**Given records**
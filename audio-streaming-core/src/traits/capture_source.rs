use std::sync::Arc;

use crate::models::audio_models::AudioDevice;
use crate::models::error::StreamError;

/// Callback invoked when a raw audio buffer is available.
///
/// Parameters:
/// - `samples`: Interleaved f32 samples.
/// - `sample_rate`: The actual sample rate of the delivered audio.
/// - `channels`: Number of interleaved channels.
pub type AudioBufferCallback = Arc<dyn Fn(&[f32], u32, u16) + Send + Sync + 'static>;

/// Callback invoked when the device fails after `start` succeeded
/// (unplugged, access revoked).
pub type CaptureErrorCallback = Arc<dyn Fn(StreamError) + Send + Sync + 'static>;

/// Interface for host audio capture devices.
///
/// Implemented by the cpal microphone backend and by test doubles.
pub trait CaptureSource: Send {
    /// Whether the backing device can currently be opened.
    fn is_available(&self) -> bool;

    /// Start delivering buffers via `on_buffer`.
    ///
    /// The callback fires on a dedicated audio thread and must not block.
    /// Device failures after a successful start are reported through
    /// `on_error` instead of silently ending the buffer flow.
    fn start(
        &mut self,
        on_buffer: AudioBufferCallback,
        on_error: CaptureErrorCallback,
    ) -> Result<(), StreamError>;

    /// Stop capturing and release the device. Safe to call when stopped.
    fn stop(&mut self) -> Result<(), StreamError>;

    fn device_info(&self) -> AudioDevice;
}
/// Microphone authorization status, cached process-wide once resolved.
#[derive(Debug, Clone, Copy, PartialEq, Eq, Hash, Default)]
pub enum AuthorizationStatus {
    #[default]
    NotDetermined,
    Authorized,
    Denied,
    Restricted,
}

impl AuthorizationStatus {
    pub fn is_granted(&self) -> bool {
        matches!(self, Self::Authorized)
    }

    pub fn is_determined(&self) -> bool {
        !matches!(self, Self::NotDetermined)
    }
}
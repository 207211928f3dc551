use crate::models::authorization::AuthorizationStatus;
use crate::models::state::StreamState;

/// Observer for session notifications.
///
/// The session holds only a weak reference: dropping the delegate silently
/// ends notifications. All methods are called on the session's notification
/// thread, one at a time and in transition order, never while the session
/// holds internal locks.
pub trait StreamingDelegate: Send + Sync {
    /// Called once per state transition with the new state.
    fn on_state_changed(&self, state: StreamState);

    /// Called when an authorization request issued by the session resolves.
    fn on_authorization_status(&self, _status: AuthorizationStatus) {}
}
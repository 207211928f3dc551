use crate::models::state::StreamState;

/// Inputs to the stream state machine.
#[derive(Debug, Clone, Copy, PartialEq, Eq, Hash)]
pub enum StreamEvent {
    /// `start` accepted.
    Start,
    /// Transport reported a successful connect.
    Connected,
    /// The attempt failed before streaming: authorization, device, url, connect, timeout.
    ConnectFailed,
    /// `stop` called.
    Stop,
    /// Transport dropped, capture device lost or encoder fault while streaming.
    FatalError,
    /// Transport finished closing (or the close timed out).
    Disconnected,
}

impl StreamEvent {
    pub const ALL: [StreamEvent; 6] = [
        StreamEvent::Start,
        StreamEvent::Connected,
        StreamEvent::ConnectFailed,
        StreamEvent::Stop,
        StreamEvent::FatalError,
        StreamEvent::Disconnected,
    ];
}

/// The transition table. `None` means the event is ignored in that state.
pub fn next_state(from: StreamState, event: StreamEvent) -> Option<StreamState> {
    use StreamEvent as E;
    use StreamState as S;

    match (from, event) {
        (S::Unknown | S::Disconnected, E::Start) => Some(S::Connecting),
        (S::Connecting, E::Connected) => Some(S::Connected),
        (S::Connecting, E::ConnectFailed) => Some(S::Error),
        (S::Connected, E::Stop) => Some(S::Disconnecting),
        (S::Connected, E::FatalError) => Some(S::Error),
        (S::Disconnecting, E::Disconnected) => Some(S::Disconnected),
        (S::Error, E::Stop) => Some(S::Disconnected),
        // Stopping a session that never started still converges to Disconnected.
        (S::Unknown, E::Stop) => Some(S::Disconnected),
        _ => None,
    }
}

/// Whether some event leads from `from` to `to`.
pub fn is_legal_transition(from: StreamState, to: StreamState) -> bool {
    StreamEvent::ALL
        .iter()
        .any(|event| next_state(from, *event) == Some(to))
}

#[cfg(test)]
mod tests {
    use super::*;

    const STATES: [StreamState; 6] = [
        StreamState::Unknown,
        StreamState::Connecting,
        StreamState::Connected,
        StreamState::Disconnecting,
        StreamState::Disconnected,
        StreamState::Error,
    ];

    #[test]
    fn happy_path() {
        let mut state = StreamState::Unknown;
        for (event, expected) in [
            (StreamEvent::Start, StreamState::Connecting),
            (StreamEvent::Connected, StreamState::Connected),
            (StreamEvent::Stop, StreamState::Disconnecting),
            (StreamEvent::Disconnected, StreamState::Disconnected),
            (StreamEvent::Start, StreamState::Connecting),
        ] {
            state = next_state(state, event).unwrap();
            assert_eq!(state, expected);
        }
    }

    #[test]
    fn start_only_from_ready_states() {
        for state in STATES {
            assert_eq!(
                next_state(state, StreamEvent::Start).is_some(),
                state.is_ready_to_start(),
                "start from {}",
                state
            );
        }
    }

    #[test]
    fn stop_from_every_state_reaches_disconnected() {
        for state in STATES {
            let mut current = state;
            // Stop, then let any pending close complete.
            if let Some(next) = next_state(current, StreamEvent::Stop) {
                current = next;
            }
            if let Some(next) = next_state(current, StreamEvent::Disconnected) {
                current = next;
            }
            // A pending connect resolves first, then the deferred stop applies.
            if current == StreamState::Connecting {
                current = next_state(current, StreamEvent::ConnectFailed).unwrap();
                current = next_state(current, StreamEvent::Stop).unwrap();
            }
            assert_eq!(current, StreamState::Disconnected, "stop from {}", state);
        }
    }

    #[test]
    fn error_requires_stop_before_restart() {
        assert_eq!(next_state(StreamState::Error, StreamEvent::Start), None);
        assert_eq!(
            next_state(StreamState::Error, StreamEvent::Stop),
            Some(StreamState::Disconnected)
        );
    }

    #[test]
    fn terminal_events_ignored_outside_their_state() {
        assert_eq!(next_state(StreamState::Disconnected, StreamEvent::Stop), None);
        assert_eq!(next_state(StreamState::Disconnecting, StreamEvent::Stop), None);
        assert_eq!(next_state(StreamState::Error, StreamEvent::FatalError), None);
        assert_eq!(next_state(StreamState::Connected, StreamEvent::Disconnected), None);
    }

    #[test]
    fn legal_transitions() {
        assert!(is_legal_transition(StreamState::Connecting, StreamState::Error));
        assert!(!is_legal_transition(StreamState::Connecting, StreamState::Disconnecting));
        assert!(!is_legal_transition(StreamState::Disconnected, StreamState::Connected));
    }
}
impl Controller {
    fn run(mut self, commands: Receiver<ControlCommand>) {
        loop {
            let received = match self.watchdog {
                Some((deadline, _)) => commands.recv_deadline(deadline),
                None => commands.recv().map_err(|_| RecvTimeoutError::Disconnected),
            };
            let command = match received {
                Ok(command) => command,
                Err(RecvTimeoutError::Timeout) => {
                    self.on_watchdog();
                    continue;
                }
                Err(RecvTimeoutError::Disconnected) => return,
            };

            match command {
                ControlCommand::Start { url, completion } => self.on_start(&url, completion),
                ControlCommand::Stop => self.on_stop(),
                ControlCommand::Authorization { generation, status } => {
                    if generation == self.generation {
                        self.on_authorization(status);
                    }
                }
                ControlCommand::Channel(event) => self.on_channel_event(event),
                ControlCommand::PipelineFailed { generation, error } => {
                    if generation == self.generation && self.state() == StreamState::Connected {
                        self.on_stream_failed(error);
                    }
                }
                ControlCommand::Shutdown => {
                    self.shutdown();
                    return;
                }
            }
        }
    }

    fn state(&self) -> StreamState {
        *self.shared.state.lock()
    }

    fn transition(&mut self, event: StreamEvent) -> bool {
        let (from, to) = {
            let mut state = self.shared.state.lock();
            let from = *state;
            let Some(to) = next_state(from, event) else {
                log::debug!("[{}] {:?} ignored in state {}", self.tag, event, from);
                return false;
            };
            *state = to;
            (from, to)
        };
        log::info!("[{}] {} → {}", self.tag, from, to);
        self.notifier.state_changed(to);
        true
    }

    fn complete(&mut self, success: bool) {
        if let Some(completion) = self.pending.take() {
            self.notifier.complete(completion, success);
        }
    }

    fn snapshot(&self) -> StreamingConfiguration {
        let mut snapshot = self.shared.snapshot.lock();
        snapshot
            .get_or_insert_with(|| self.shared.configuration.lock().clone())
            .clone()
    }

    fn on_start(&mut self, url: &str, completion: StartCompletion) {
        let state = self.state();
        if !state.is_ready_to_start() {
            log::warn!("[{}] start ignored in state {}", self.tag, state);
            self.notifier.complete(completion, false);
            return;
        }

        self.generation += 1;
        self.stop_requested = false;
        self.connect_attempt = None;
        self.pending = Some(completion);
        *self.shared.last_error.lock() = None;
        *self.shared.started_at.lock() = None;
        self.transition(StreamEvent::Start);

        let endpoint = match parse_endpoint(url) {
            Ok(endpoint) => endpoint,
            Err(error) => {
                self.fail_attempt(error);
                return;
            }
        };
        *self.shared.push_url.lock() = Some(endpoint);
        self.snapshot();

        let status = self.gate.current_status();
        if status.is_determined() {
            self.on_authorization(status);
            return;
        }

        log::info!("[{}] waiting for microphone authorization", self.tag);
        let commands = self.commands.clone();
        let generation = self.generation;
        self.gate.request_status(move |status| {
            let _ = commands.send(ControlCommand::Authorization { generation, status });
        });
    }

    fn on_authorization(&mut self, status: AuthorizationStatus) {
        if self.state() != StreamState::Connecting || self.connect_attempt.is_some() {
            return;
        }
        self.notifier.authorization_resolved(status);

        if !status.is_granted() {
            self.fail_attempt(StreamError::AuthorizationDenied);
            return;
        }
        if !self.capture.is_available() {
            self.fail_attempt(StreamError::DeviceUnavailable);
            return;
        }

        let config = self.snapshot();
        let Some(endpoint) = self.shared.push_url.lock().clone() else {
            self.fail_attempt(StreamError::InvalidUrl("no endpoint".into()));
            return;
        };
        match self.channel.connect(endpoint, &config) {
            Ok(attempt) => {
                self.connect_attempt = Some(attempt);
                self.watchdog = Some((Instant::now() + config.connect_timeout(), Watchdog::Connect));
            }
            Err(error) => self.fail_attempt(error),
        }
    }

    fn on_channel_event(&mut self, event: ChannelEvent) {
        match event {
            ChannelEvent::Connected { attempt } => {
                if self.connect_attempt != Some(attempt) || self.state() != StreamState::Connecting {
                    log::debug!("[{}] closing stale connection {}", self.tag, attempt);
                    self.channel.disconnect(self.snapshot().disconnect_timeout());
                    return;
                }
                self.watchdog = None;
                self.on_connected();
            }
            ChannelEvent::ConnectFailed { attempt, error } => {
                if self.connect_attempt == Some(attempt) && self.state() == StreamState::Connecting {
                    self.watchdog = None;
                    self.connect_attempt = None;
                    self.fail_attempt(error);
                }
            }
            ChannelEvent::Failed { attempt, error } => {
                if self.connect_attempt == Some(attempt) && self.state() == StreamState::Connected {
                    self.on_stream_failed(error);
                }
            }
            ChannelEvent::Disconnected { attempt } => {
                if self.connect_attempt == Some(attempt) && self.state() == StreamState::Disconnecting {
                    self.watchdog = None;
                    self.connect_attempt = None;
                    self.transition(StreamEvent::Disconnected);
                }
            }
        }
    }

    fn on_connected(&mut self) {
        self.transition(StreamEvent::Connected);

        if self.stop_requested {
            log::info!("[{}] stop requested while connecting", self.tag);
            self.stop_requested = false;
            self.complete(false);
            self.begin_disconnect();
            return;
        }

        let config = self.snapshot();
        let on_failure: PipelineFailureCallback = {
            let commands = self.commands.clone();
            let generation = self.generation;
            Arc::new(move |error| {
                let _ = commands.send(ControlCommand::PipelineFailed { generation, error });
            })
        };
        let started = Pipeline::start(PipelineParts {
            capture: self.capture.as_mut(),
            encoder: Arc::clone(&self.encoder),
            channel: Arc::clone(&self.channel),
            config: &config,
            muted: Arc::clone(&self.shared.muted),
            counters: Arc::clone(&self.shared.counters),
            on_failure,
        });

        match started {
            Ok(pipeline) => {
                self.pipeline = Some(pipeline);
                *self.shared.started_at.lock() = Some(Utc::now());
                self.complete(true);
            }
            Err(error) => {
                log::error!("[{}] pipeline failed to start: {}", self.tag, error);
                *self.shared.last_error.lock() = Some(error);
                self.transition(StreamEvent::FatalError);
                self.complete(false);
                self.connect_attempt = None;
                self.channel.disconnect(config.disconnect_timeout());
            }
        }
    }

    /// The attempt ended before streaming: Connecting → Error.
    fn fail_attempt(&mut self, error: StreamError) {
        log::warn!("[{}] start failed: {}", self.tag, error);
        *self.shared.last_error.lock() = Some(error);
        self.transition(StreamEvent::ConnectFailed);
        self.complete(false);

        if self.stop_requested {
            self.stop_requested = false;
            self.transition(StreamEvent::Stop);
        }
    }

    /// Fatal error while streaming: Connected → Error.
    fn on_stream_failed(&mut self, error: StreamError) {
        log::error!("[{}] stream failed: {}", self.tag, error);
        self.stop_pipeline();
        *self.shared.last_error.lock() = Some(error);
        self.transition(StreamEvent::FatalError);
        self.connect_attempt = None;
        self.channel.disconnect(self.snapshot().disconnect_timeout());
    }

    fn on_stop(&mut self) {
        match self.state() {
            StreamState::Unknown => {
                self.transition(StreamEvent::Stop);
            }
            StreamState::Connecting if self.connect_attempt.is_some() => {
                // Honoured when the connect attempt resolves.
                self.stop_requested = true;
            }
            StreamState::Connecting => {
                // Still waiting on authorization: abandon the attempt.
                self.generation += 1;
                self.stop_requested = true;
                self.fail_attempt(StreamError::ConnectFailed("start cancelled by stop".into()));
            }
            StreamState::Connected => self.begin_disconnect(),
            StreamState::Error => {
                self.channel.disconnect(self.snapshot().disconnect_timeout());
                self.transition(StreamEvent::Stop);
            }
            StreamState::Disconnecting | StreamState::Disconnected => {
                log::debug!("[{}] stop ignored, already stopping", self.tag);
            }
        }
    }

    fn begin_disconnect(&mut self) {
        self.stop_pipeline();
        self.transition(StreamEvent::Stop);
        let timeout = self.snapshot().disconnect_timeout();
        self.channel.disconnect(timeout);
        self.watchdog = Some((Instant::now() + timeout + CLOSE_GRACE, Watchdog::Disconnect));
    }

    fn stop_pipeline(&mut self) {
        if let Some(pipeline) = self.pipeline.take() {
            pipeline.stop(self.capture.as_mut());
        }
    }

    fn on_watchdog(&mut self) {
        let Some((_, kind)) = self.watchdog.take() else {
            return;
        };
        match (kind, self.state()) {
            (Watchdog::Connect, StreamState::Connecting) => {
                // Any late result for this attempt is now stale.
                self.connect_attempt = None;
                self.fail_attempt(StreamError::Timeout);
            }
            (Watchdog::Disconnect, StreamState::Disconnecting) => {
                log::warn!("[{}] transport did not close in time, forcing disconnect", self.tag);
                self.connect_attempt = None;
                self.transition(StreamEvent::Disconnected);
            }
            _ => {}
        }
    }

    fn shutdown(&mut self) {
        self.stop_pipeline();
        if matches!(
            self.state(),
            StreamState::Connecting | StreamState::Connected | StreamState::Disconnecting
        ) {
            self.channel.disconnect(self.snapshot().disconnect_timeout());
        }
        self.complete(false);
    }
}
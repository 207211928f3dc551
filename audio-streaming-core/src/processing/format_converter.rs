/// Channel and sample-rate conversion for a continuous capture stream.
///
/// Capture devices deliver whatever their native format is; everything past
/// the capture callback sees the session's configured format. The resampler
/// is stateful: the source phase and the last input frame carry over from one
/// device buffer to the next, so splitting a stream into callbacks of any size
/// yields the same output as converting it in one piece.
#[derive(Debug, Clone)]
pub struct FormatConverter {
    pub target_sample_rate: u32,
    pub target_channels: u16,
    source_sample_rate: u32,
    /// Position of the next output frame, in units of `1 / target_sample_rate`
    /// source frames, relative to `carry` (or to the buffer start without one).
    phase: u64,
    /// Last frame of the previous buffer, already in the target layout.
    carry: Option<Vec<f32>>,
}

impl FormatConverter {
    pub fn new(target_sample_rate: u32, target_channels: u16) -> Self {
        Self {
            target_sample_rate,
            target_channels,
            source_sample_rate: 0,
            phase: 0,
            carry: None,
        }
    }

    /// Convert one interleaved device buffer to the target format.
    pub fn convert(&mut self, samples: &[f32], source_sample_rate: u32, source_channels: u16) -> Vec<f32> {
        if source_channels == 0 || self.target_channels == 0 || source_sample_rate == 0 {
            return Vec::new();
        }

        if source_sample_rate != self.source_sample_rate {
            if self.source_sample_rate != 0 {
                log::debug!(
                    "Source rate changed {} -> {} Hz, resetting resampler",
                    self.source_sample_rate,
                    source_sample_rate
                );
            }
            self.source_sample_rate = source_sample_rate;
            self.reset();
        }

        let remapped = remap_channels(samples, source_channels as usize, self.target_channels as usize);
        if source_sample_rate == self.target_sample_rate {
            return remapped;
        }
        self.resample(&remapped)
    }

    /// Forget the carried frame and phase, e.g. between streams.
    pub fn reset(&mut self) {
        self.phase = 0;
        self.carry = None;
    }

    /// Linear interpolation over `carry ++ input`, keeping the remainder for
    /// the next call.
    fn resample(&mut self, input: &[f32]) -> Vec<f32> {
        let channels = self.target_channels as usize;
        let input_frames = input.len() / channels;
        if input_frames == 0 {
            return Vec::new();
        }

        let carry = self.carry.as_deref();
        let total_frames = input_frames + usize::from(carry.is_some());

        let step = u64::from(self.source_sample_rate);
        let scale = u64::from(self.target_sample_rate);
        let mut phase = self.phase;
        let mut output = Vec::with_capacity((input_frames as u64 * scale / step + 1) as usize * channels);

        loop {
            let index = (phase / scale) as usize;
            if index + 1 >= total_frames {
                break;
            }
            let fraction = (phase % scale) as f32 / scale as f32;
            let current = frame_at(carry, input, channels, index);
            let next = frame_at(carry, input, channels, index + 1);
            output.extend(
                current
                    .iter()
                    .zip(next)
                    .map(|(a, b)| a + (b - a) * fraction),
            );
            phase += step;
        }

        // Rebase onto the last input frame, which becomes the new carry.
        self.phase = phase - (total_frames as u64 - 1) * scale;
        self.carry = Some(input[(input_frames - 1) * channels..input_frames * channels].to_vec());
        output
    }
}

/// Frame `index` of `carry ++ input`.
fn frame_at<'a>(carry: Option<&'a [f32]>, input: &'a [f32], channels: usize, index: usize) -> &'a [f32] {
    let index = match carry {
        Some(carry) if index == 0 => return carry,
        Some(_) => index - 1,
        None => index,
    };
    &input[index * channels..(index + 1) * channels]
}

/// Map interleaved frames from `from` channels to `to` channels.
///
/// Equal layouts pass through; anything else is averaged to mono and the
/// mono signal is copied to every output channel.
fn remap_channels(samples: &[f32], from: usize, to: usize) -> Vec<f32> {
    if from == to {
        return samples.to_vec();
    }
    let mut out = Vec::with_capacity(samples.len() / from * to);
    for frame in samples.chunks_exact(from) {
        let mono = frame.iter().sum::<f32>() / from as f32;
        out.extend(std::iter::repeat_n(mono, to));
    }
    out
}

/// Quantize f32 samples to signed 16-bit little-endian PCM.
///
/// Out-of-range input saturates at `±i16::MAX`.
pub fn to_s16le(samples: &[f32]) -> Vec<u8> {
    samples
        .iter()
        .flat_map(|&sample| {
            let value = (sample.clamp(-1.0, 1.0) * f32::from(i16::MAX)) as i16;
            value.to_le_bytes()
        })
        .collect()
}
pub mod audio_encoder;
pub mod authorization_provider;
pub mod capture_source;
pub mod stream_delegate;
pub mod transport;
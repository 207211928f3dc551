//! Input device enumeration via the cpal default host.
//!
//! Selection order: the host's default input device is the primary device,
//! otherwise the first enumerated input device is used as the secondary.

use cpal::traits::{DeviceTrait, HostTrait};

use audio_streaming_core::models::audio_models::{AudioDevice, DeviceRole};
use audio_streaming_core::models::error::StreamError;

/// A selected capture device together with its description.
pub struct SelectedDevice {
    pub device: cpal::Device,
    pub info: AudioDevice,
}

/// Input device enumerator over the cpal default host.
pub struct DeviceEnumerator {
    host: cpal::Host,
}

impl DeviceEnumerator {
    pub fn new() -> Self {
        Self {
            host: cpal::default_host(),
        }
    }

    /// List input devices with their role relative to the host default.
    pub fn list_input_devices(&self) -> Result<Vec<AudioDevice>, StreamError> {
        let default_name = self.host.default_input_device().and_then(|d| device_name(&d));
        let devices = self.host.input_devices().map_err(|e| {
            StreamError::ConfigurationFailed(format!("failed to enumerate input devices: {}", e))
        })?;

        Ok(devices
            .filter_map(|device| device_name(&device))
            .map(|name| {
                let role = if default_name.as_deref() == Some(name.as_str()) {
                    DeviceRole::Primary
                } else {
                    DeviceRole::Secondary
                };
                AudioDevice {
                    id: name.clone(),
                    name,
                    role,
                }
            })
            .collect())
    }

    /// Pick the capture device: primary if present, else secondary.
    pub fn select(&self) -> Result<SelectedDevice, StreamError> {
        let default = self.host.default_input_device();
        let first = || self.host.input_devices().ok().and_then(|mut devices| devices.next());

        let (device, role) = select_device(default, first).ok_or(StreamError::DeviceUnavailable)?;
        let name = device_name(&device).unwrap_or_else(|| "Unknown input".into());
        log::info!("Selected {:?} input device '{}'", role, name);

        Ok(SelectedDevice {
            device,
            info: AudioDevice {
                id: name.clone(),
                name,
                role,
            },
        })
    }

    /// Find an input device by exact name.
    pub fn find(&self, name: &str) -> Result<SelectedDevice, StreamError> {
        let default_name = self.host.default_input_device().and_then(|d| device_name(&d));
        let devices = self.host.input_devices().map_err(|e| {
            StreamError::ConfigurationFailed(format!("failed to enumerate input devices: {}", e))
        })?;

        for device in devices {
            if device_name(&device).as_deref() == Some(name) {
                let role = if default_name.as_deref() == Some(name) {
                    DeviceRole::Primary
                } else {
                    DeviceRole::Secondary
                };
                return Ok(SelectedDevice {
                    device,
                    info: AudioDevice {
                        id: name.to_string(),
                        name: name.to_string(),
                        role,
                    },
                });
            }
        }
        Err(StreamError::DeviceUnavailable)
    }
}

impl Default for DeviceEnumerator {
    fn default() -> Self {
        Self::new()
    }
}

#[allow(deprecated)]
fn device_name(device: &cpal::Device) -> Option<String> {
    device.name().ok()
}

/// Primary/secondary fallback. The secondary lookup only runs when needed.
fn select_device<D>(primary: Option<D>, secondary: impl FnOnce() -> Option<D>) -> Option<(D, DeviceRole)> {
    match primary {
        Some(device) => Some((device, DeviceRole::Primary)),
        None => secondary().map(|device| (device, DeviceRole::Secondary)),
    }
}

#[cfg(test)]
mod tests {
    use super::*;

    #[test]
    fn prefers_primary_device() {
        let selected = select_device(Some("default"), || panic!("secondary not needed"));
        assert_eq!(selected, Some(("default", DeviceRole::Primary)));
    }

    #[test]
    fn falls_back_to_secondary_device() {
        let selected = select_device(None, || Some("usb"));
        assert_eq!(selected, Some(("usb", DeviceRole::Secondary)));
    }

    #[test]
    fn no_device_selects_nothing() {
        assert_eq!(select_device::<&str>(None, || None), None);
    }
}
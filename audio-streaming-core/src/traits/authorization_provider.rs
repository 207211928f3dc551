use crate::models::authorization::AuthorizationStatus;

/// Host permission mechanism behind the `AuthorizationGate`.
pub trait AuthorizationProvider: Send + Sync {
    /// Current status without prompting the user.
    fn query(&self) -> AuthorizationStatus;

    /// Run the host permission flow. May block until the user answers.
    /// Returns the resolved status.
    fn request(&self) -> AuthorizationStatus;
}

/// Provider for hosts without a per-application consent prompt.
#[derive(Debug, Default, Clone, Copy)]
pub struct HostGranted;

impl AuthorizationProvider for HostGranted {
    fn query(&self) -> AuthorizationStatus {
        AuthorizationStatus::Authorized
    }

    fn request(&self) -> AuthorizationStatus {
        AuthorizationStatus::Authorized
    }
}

**Task to complete**
Tally the lines of the data that contain the string "closing", and report nothing but the tally.

**Answer box**
2